A: Our prices are based on actual costs that are calculated according to University’s regulations. The prices depend on the type of service and number of samples processed.
Q: Is the price lower for research collaboration projects?
A: Our prices are based on actual costs that are calculated according to University’s regulations. Therefore, the prices are same for routine services and collaborative research projects.
Q: Why should I sequence a single cell?
A: While seuquencing one single cell can be informative in some cases, in a typical experiment, thousands of individual cells are analysed with a goal of capturing cellular heterogeneity in a sample.

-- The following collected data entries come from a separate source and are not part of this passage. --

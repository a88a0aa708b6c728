//! Per-member keyring: the document key wrapped for each member.

use crate::error::{SyncError, SyncResult};
use docveil_crypto::{
    CryptoResult, IdentityPrivateKey, IdentityPublicKey, SymmetricKey, unwrap_key_base64,
    wrap_key_base64,
};
use serde::{Deserialize, Serialize};
use std::collections::BTreeMap;

/// Member id → base64 RSA-OAEP wrapped document key.
///
/// Serializes as a plain JSON object. Ordered so the serialized form is
/// stable across clients.
#[derive(Clone, Debug, Default, PartialEq, Eq, Serialize, Deserialize)]
#[serde(transparent)]
pub struct Keyring(BTreeMap<String, String>);

impl Keyring {
    /// Wraps `key` under `public_key` and stores it for `member_id`,
    /// replacing any previous entry.
    pub fn add_member(
        &mut self,
        member_id: impl Into<String>,
        public_key: &IdentityPublicKey,
        key: &SymmetricKey,
    ) -> CryptoResult<()> {
        let wrapped = wrap_key_base64(key, public_key)?;
        self.0.insert(member_id.into(), wrapped);
        Ok(())
    }

    /// Recovers the document key from `member_id`'s entry.
    pub fn unwrap_for(
        &self,
        member_id: &str,
        private_key: &IdentityPrivateKey,
    ) -> SyncResult<SymmetricKey> {
        let wrapped = self
            .0
            .get(member_id)
            .ok_or_else(|| SyncError::MissingKeyringEntry(member_id.to_string()))?;
        Ok(unwrap_key_base64(wrapped, private_key)?)
    }

    pub fn contains(&self, member_id: &str) -> bool {
        self.0.contains_key(member_id)
    }

    pub fn get(&self, member_id: &str) -> Option<&str> {
        self.0.get(member_id).map(String::as_str)
    }

    pub fn members(&self) -> impl Iterator<Item = &str> {
        self.0.keys().map(String::as_str)
    }

    pub fn len(&self) -> usize {
        self.0.len()
    }

    pub fn is_empty(&self) -> bool {
        self.0.is_empty()
    }

    /// Copies entries from `other` for members not present here.
    /// Returns how many were added.
    pub fn merge_missing(&mut self, other: &Keyring) -> usize {
        let mut added = 0;
        for (member, wrapped) in &other.0 {
            if !self.0.contains_key(member) {
                self.0.insert(member.clone(), wrapped.clone());
                added += 1;
            }
        }
        added
    }
}
//! Configuration parsing and error classification.

use docveil_crypto::CryptoError;
use docveil_sync::{SyncConfig, SyncError};
use pretty_assertions::assert_eq;
use std::time::Duration;

// ── Config ──

#[test]
fn defaults_match_sync_timing() {
    let config = SyncConfig::default();
    assert_eq!(config.push_debounce(), Duration::from_millis(600));
    assert_eq!(config.poll_interval(), Duration::from_millis(2_500));
    assert_eq!(config.blob_name_prefix, "E2EE_Doc_");
    assert!(config.validate().is_ok());
}

#[test]
fn partial_json_fills_defaults() {
    let config = SyncConfig::from_json(r#"{"poll_interval_ms": 10000}"#).unwrap();
    assert_eq!(config.poll_interval_ms, 10_000);
    assert_eq!(config.push_debounce_ms, 600);
}

#[test]
fn zero_intervals_rejected() {
    let err = SyncConfig::from_json(r#"{"push_debounce_ms": 0}"#).unwrap_err();
    assert!(matches!(err, SyncError::Config(_)));

    let config = SyncConfig {
        poll_interval_ms: 0,
        ..SyncConfig::default()
    };
    assert!(config.validate().is_err());
}

#[test]
fn prefix_with_slash_rejected() {
    let config = SyncConfig {
        blob_name_prefix: "a/b".into(),
        ..SyncConfig::default()
    };
    assert!(matches!(config.validate(), Err(SyncError::Config(_))));
}

#[test]
fn config_roundtrips_through_json() {
    let config = SyncConfig {
        push_debounce_ms: 250,
        ..SyncConfig::default()
    };
    let json = serde_json::to_string(&config).unwrap();
    assert_eq!(SyncConfig::from_json(&json).unwrap(), config);
}

// ── Errors ──

#[test]
fn authentication_failure_maps_to_integrity() {
    let err: SyncError = CryptoError::Authentication.into();
    assert!(err.is_integrity_failure());
    assert!(!err.is_recoverable());
}

#[test]
fn other_crypto_errors_stay_crypto() {
    let err: SyncError = CryptoError::InvalidFormat("bad iv".into()).into();
    assert!(matches!(err, SyncError::Crypto(_)));
}

#[test]
fn only_transport_and_auth_are_recoverable() {
    assert!(SyncError::Transport("timeout".into()).is_recoverable());
    assert!(SyncError::Unauthorized.is_recoverable());
    assert!(!SyncError::NotFound("x".into()).is_recoverable());
    assert!(!SyncError::MissingKeyringEntry("bob".into()).is_recoverable());
    assert!(!SyncError::SessionClosed.is_recoverable());
}

#[test]
fn error_messages() {
    assert_eq!(
        SyncError::MissingKeyringEntry("bob".into()).to_string(),
        "no keyring entry for member bob"
    );
    assert_eq!(
        SyncError::UnsupportedFormat(3).to_string(),
        "unsupported document format version 3"
    );
}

Q: How many single cells should I study?
A: This depends on the experimental design. In general, the more heterogeneous your sample is, the more you will benefit from a large number of cells. In a single experiment, typically 1000-10,000 cells are analyzed from a single sample. The number of cells does not influence library preparation costs, but it does influence the costs of sequencing.

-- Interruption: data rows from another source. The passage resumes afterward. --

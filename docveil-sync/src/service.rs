//! Typed request dispatch for host integrations.
//!
//! Hosts that talk to the core over a message channel send a [`Request`]
//! and get back a [`Response`]. Both serialize as JSON objects tagged with
//! a `type` field. Errors never escape [`CryptoService::handle`]; they come
//! back as [`Response::Error`].

use crate::credentials::CredentialManager;
use crate::error::{SyncError, SyncResult};
use docveil_crypto::{
    CellEnvelope, IdentityPublicKey, SymmetricKey, decrypt_cell, encrypt_cell,
    generate_symmetric_key, wrap_key_base64,
};
use serde::{Deserialize, Serialize};
use serde_json::Value;
use std::collections::HashMap;
use std::sync::Arc;
use tokio::sync::RwLock;
use tracing::{debug, warn};

#[derive(Clone, Debug, PartialEq, Serialize, Deserialize)]
#[serde(tag = "type", rename_all = "SCREAMING_SNAKE_CASE")]
pub enum Request {
    /// Reports whether a bearer token is cached.
    CheckAuth,
    /// Fetches a bearer token from the credential provider.
    Login,
    /// Generates and caches a new key for a sheet.
    GenerateKey { sheet_id: String },
    /// Caches a base64 key for a sheet.
    ImportKey { sheet_id: String, key: String },
    ExportKey { sheet_id: String },
    EncryptCell { sheet_id: String, value: Value },
    DecryptCell { sheet_id: String, cell: CellEnvelope },
    /// Wraps a sheet's key for a member's base64 SPKI public key.
    WrapKeyFor { sheet_id: String, public_key: String },
}

#[derive(Clone, Debug, PartialEq, Serialize, Deserialize)]
#[serde(tag = "type", rename_all = "SCREAMING_SNAKE_CASE")]
pub enum Response {
    Auth { authenticated: bool },
    Key { sheet_id: String, key: String },
    Cell { cell: CellEnvelope },
    Value { value: Value },
    Wrapped { wrapped: String },
    Ok,
    Error { message: String },
}

/// Stateful handler for [`Request`]s. Keys are cached per sheet id.
pub struct CryptoService {
    credentials: Arc<CredentialManager>,
    keys: RwLock<HashMap<String, SymmetricKey>>,
}

impl CryptoService {
    pub fn new(credentials: Arc<CredentialManager>) -> Self {
        Self {
            credentials,
            keys: RwLock::new(HashMap::new()),
        }
    }

    /// Handles a request, folding any error into [`Response::Error`].
    pub async fn handle(&self, request: Request) -> Response {
        match self.try_handle(request).await {
            Ok(response) => response,
            Err(e) => {
                warn!("request failed: {e}");
                Response::Error {
                    message: e.to_string(),
                }
            }
        }
    }

    pub async fn try_handle(&self, request: Request) -> SyncResult<Response> {
        match request {
            Request::CheckAuth => Ok(Response::Auth {
                authenticated: self.credentials.has_token().await,
            }),
            Request::Login => {
                self.credentials.refresh().await?;
                Ok(Response::Auth {
                    authenticated: true,
                })
            }
            Request::GenerateKey { sheet_id } => {
                let key = generate_symmetric_key();
                let encoded = key.to_base64();
                self.keys.write().await.insert(sheet_id.clone(), key);
                debug!("generated key for sheet {sheet_id}");
                Ok(Response::Key {
                    sheet_id,
                    key: encoded,
                })
            }
            Request::ImportKey { sheet_id, key } => {
                let key = SymmetricKey::from_base64(&key)?;
                self.keys.write().await.insert(sheet_id, key);
                Ok(Response::Ok)
            }
            Request::ExportKey { sheet_id } => {
                let key = self.key_for(&sheet_id).await?.to_base64();
                Ok(Response::Key { sheet_id, key })
            }
            Request::EncryptCell { sheet_id, value } => {
                self.require_auth().await?;
                let key = self.key_for(&sheet_id).await?;
                Ok(Response::Cell {
                    cell: encrypt_cell(&value, &key)?,
                })
            }
            Request::DecryptCell { sheet_id, cell } => {
                self.require_auth().await?;
                let key = self.key_for(&sheet_id).await?;
                Ok(Response::Value {
                    value: decrypt_cell(&cell, &key)?,
                })
            }
            Request::WrapKeyFor {
                sheet_id,
                public_key,
            } => {
                let key = self.key_for(&sheet_id).await?;
                let recipient = IdentityPublicKey::from_base64(&public_key)?;
                Ok(Response::Wrapped {
                    wrapped: wrap_key_base64(&key, &recipient)?,
                })
            }
        }
    }

    async fn require_auth(&self) -> SyncResult<()> {
        if self.credentials.has_token().await {
            Ok(())
        } else {
            Err(SyncError::AuthRequired)
        }
    }

    async fn key_for(&self, sheet_id: &str) -> SyncResult<SymmetricKey> {
        self.keys
            .read()
            .await
            .get(sheet_id)
            .cloned()
            .ok_or_else(|| SyncError::NotFound(format!("key for sheet {sheet_id}")))
    }
}
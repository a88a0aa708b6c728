//! Edit operations and the decrypted document payload.

use serde::{Deserialize, Serialize};

/// What an operation does to the text.
#[derive(Clone, Debug, PartialEq, Eq, Serialize, Deserialize)]
#[serde(tag = "t")]
pub enum OpKind {
    /// Splice `text` in at the operation's position.
    #[serde(rename = "ins")]
    Insert { text: String },
    /// Remove `count` characters starting at the operation's position.
    #[serde(rename = "del")]
    Delete { count: usize },
}

/// A single text edit.
///
/// Positions and counts are measured in Unicode scalar values.
#[derive(Clone, Debug, PartialEq, Eq, Serialize, Deserialize)]
pub struct Operation {
    #[serde(flatten)]
    pub kind: OpKind,
    #[serde(rename = "at")]
    pub position: usize,
    #[serde(rename = "ver")]
    pub version: u64,
    /// Milliseconds since the Unix epoch.
    #[serde(rename = "ts")]
    pub timestamp: i64,
    #[serde(rename = "client")]
    pub client_id: String,
}

impl Operation {
    pub fn is_insert(&self) -> bool {
        matches!(self.kind, OpKind::Insert { .. })
    }

    /// Applies this operation to `text` in place.
    ///
    /// Out-of-range positions clamp to the end of the text, so an insert
    /// past the end appends and a delete past the end removes what exists.
    pub fn apply(&self, text: &mut String) {
        let start = byte_offset(text, self.position);
        match &self.kind {
            OpKind::Insert { text: inserted } => text.insert_str(start, inserted),
            OpKind::Delete { count } => {
                let end = byte_offset(text, self.position.saturating_add(*count));
                text.replace_range(start..end, "");
            }
        }
    }
}

fn byte_offset(text: &str, char_pos: usize) -> usize {
    text.char_indices()
        .nth(char_pos)
        .map_or(text.len(), |(idx, _)| idx)
}

/// Materialized text at a version.
#[derive(Clone, Debug, Default, PartialEq, Eq, Serialize, Deserialize)]
pub struct Snapshot {
    #[serde(rename = "ver")]
    pub version: u64,
    pub text: String,
}

/// The plaintext carried inside a document's encrypted `cipher` field.
#[derive(Clone, Debug, Default, PartialEq, Eq, Serialize, Deserialize)]
pub struct DocumentPayload {
    pub ops: Vec<Operation>,
    #[serde(default)]
    pub snapshot: Option<Snapshot>,
}
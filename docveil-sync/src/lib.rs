//! Document sync for docveil.
//!
//! Keeps a locally edited document in step with an encrypted JSON blob in
//! remote storage that only ever sees ciphertext.
//!
//! - [`DocumentSession`]: an open document with its key and op log
//! - [`SyncEngine`]: push and pull cycles against a [`BlobStore`]
//! - [`SyncScheduler`]: debounced pushes and periodic pulls on a tokio task
//! - [`CryptoService`]: typed request dispatch for host integrations

pub mod config;
pub mod credentials;
pub mod engine;
pub mod error;
pub mod keyring;
pub mod scheduler;
pub mod service;
pub mod session;
pub mod store;
pub mod types;

pub use config::SyncConfig;
pub use credentials::{CredentialManager, CredentialProvider, StaticToken};
pub use engine::{PullOutcome, PushOutcome, Renderer, SyncEngine, SyncState};
pub use error::{SyncError, SyncResult};
pub use keyring::Keyring;
pub use scheduler::{SyncHandle, SyncScheduler};
pub use service::{CryptoService, Request, Response};
pub use session::{DocumentSession, OpenParams};
pub use store::{BlobStore, MemoryBlobStore, StoreClient};
pub use types::{BlobMeta, EncryptedDocument, FORMAT_VERSION, RemoteBlob};

/// Installs a stderr `tracing` subscriber filtered by `RUST_LOG`
/// (default `info`). Safe to call more than once.
pub fn init_tracing() {
    let _ = tracing_subscriber::fmt()
        .with_env_filter(
            tracing_subscriber::EnvFilter::try_from_default_env()
                .unwrap_or_else(|_| tracing_subscriber::EnvFilter::new("info")),
        )
        .with_writer(std::io::stderr)
        .try_init();
}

Q: How much does sequencing cost?
A: It depends on the total number of cells in your experiment. 10X Genomics recommends 20 000 reads per cell as the sequencing depth for 3’-scRNAseq.

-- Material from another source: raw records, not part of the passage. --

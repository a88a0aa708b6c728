//! Blob store contract, an in-memory store, and the authorized client.

use crate::credentials::CredentialManager;
use crate::error::{SyncError, SyncResult};
use crate::types::{BlobMeta, RemoteBlob};
use async_trait::async_trait;
use chrono::Utc;
use std::collections::HashMap;
use std::sync::Arc;
use std::sync::atomic::{AtomicUsize, Ordering};
use tokio::sync::RwLock;
use tracing::{debug, warn};

/// Remote storage for encrypted document blobs.
///
/// Implementations return [`SyncError::Unauthorized`] when the bearer
/// token is rejected, [`SyncError::NotFound`] for unknown ids and
/// [`SyncError::Transport`] for everything else that went wrong in transit.
#[async_trait]
pub trait BlobStore: Send + Sync {
    async fn read(&self, token: &str, id: &str) -> SyncResult<RemoteBlob>;

    /// Creates an empty blob and returns its id.
    async fn create(&self, token: &str, name: &str) -> SyncResult<String>;

    async fn update(&self, token: &str, id: &str, text: &str) -> SyncResult<BlobMeta>;
}

struct StoredBlob {
    meta: BlobMeta,
    text: String,
}

#[derive(Default)]
struct MemoryInner {
    blobs: HashMap<String, StoredBlob>,
    accepted_token: Option<String>,
    offline: bool,
    next_id: u64,
    revision: u64,
}

/// In-process [`BlobStore`].
///
/// Accepts any token unless one is pinned with [`Self::accept_only`].
/// [`Self::set_offline`] makes every call fail with a transport error.
#[derive(Default)]
pub struct MemoryBlobStore {
    inner: RwLock<MemoryInner>,
    reads: AtomicUsize,
    updates: AtomicUsize,
}

impl MemoryBlobStore {
    pub fn new() -> Self {
        Self::default()
    }

    /// Rejects every token other than `token` with `Unauthorized`.
    pub async fn accept_only(&self, token: impl Into<String>) {
        self.inner.write().await.accepted_token = Some(token.into());
    }

    pub async fn set_offline(&self, offline: bool) {
        self.inner.write().await.offline = offline;
    }

    /// Number of successful reads.
    pub fn read_count(&self) -> usize {
        self.reads.load(Ordering::SeqCst)
    }

    /// Number of successful updates.
    pub fn update_count(&self) -> usize {
        self.updates.load(Ordering::SeqCst)
    }

    /// Current text of a blob, bypassing auth and counters.
    pub async fn get_raw(&self, id: &str) -> Option<String> {
        self.inner.read().await.blobs.get(id).map(|b| b.text.clone())
    }

    /// Overwrites a blob as another client would, bypassing auth and counters.
    pub async fn put_raw(&self, id: &str, text: impl Into<String>) -> SyncResult<()> {
        let mut inner = self.inner.write().await;
        inner.revision += 1;
        let etag = format!("r{}", inner.revision);
        let blob = inner
            .blobs
            .get_mut(id)
            .ok_or_else(|| SyncError::NotFound(id.to_string()))?;
        blob.text = text.into();
        blob.meta.etag = etag;
        blob.meta.modified_time = Utc::now();
        Ok(())
    }

    fn check(inner: &MemoryInner, token: &str) -> SyncResult<()> {
        if inner.offline {
            return Err(SyncError::Transport("store offline".into()));
        }
        match inner.accepted_token {
            Some(ref accepted) if accepted != token => Err(SyncError::Unauthorized),
            _ => Ok(()),
        }
    }
}

#[async_trait]
impl BlobStore for MemoryBlobStore {
    async fn read(&self, token: &str, id: &str) -> SyncResult<RemoteBlob> {
        let inner = self.inner.read().await;
        Self::check(&inner, token)?;
        let blob = inner
            .blobs
            .get(id)
            .ok_or_else(|| SyncError::NotFound(id.to_string()))?;
        self.reads.fetch_add(1, Ordering::SeqCst);
        Ok(RemoteBlob {
            meta: blob.meta.clone(),
            text: blob.text.clone(),
        })
    }

    async fn create(&self, token: &str, name: &str) -> SyncResult<String> {
        let mut inner = self.inner.write().await;
        Self::check(&inner, token)?;
        inner.next_id += 1;
        inner.revision += 1;
        let id = format!("blob-{}", inner.next_id);
        let meta = BlobMeta {
            id: id.clone(),
            name: name.to_string(),
            modified_time: Utc::now(),
            etag: format!("r{}", inner.revision),
        };
        inner.blobs.insert(
            id.clone(),
            StoredBlob {
                meta,
                text: String::new(),
            },
        );
        Ok(id)
    }

    async fn update(&self, token: &str, id: &str, text: &str) -> SyncResult<BlobMeta> {
        let mut inner = self.inner.write().await;
        Self::check(&inner, token)?;
        inner.revision += 1;
        let etag = format!("r{}", inner.revision);
        let blob = inner
            .blobs
            .get_mut(id)
            .ok_or_else(|| SyncError::NotFound(id.to_string()))?;
        blob.text = text.to_string();
        blob.meta.etag = etag;
        blob.meta.modified_time = Utc::now();
        self.updates.fetch_add(1, Ordering::SeqCst);
        Ok(blob.meta.clone())
    }
}

/// A [`BlobStore`] paired with the credentials used to call it.
///
/// Every call is retried once with a freshly fetched token when the store
/// answers `Unauthorized`.
#[derive(Clone)]
pub struct StoreClient {
    store: Arc<dyn BlobStore>,
    credentials: Arc<CredentialManager>,
}

impl StoreClient {
    pub fn new(store: Arc<dyn BlobStore>, credentials: Arc<CredentialManager>) -> Self {
        Self { store, credentials }
    }

    pub fn credentials(&self) -> &Arc<CredentialManager> {
        &self.credentials
    }

    pub async fn read(&self, id: &str) -> SyncResult<RemoteBlob> {
        let token = self.credentials.bearer_token().await?;
        match self.store.read(&token, id).await {
            Err(SyncError::Unauthorized) => {
                let token = self.reauthorize().await?;
                self.store.read(&token, id).await
            }
            other => other,
        }
    }

    pub async fn create(&self, name: &str) -> SyncResult<String> {
        let token = self.credentials.bearer_token().await?;
        match self.store.create(&token, name).await {
            Err(SyncError::Unauthorized) => {
                let token = self.reauthorize().await?;
                self.store.create(&token, name).await
            }
            other => other,
        }
    }

    pub async fn update(&self, id: &str, text: &str) -> SyncResult<BlobMeta> {
        let token = self.credentials.bearer_token().await?;
        match self.store.update(&token, id, text).await {
            Err(SyncError::Unauthorized) => {
                let token = self.reauthorize().await?;
                self.store.update(&token, id, text).await
            }
            other => other,
        }
    }

    async fn reauthorize(&self) -> SyncResult<String> {
        warn!("bearer token rejected, retrying with a fresh one");
        self.credentials.invalidate().await;
        let token = self.credentials.refresh().await?;
        debug!("retrying store call");
        Ok(token)
    }
}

Please contact ffgc@utu.fi for a more precise cost estimation.
Q: How many replicate samples do I need to analyse?
A: This depends on your experimental design and variability between samples. In some cases it is also possible to validate the most important results by more cost efficient methods such as flow cytometry or immunohistochemistry.
Q: How do I analyse the data? Do you provide bioinformatics services?
A: Our unit does not provide data analysis services. The data can be analysed in R using packages such as Seurat, or interactive tools such as 10x Genomics Loupe, Chipster, or Cellenics.
Q: Can you isolate a specific cell type of interest during the cell capture?
A: No. Any cell enrichment steps must be done before delivering the sample to us.
Q: What is the minimum cell number I need?
A: For routine 3´/5´-scRNA-seq, we recommend preparing at least 50 000 cells. In some cases, smaller sample sizes are also possible, but this should be discussed in advance.
Q: What kind of buffer should the cells be in?
A: We recommend 0.04% ultrapure BSA in PBS (which we can provide on request). The following buffers are also compatible:
- Dulbecco’s Phosphate-Buffered Saline (DPBS)
- Hank’s Balanced Salt Solution (HBSS)
- Eagle’s Minimum Essential Medium (EMEM) + max. 10% FBS
- Dulbecco’s Modified Eagle Medium (DMEM) + max. 10% FBS
- Iscove’s Modified Eagle Medium (IMEM) + max. 10% FBS
- Roswell Park Memorial Institute (RPMI) + max. 10% FBS
- Ham’s F12 + max. 10% FBS
- 1:1 DMEM/F12 + max. 10% FBS
- M199
Q: Can I use EDTA?
A: Media should not contain excessive amounts of EDTA (>0.1mM) or magnesium (>3mM) as those components will inhibit the reverse transcription reaction.
Q: Can I use heparin or EDTA when collecting blood samples?
A: Yes, Sodium Heparin, Sodium Citrate, K2EDTA, and ACD-A anticoagulants can be used.
Q: Do the cells need to be viable?
A: No data can be recorded from dead cells. We recommend at least 70% viability for routine samples, and at least 90% for samples for multiplexed analyses (CellPlex).
Q: Can I study frozen or fixed cells?
A: Viable frozen cells can be studied, providing that viability remains high after thawing. Human cells can be fixed and studied using 10x genomics Fixed RNA reagents.